Start of RAW DATA

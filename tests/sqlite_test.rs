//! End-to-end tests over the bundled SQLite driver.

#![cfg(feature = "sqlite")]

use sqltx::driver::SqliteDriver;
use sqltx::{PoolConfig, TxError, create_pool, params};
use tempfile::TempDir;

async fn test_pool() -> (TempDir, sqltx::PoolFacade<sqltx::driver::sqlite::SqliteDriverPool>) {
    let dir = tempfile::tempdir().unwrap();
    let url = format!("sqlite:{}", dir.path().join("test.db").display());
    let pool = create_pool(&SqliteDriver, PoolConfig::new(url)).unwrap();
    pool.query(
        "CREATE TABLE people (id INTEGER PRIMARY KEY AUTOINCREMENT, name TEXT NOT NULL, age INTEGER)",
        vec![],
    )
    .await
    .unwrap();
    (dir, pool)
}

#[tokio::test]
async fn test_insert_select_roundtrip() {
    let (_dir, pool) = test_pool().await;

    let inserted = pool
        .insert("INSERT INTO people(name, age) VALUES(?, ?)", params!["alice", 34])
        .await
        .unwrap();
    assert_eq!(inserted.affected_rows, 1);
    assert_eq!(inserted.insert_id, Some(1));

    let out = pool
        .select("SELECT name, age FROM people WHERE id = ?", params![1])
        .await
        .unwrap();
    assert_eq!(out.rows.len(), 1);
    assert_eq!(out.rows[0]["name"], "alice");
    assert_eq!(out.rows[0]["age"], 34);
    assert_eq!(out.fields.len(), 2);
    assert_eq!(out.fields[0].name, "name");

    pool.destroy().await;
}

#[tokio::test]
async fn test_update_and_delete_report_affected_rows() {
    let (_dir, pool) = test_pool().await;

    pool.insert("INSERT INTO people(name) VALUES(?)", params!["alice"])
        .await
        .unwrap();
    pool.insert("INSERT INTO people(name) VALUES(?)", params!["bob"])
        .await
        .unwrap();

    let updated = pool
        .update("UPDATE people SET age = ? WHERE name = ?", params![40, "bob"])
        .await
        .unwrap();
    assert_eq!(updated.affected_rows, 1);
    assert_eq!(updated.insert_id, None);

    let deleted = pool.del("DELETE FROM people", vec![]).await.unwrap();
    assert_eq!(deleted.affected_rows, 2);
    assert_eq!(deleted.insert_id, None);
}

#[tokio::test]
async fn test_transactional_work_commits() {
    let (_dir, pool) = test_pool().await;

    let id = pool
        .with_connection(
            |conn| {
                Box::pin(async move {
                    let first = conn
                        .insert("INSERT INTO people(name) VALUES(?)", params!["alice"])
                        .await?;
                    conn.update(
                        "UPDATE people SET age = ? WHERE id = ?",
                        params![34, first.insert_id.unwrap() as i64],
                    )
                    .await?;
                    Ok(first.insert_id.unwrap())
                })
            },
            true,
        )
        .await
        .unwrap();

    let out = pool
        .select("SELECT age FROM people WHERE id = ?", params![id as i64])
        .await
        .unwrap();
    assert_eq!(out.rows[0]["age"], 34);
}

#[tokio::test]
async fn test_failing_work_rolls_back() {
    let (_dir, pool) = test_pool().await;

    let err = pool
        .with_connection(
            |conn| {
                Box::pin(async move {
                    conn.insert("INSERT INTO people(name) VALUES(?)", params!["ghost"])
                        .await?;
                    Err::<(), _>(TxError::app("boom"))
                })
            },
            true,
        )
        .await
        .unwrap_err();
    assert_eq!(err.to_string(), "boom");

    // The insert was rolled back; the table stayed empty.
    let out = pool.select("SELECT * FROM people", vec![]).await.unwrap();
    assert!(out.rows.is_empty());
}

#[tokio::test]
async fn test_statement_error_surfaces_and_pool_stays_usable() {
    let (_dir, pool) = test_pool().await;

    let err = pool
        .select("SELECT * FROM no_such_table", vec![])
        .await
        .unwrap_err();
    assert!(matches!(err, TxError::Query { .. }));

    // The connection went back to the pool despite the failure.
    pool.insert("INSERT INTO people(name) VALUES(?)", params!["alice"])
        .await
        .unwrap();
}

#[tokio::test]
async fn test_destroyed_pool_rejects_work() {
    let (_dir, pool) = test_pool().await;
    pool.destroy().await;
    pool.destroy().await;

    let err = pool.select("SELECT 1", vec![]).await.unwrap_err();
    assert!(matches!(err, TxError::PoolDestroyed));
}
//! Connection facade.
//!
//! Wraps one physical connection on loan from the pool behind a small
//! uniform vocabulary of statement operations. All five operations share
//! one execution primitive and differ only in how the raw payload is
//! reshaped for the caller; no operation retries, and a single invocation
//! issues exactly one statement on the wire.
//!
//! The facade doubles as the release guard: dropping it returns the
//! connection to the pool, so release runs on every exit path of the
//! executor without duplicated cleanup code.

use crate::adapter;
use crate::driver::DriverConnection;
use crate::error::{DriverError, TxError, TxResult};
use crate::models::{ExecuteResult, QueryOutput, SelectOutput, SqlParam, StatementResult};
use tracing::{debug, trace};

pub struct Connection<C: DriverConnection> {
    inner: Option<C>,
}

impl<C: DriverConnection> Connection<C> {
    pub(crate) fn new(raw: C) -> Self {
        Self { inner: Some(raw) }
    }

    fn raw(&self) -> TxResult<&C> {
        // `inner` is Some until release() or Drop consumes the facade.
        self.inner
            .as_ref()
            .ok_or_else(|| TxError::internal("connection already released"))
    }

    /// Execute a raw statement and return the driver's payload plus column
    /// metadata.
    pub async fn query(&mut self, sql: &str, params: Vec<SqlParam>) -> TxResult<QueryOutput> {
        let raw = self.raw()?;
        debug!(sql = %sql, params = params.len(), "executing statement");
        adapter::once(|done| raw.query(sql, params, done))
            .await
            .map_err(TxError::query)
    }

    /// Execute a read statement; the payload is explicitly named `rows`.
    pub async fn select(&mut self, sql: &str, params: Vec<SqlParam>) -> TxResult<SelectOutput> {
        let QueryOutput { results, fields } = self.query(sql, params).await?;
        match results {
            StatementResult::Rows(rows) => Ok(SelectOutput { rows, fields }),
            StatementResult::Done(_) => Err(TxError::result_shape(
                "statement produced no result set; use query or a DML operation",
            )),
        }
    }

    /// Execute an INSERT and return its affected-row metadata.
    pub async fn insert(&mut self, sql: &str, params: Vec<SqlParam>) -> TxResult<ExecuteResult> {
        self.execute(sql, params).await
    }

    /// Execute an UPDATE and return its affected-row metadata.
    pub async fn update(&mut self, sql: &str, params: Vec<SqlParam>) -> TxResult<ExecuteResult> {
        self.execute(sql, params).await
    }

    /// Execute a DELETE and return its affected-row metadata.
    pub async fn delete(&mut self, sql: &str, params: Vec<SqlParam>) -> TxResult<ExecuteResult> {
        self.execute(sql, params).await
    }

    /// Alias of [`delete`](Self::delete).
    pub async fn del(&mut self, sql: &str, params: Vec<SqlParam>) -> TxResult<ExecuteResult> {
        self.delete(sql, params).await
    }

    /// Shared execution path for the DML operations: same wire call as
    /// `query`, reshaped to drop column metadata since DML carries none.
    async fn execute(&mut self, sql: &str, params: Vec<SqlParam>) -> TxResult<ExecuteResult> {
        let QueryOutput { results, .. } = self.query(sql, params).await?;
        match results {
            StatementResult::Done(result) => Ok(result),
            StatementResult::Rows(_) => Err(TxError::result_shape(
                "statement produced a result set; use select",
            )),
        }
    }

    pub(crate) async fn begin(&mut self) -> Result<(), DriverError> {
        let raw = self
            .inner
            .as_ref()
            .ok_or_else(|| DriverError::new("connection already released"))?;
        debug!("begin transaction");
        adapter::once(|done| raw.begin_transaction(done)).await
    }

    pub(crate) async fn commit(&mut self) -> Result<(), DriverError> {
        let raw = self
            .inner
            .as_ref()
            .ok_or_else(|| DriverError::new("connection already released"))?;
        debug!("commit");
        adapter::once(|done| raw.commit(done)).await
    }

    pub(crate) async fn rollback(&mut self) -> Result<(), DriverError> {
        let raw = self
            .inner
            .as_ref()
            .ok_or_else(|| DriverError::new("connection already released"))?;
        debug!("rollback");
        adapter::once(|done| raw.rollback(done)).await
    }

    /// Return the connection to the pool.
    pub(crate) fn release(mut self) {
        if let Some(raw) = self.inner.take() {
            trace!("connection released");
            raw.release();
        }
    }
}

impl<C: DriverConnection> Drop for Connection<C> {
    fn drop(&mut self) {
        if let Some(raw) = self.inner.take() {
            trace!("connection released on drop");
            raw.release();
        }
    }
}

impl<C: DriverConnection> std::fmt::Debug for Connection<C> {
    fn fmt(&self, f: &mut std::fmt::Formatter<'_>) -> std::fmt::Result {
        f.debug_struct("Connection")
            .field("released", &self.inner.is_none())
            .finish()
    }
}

End of RAW DATA

— PROBLEM REQUIREMENTS —
Since only the number is needed, state how many lines of the listing contain the word "first".

— RESPONSE —
3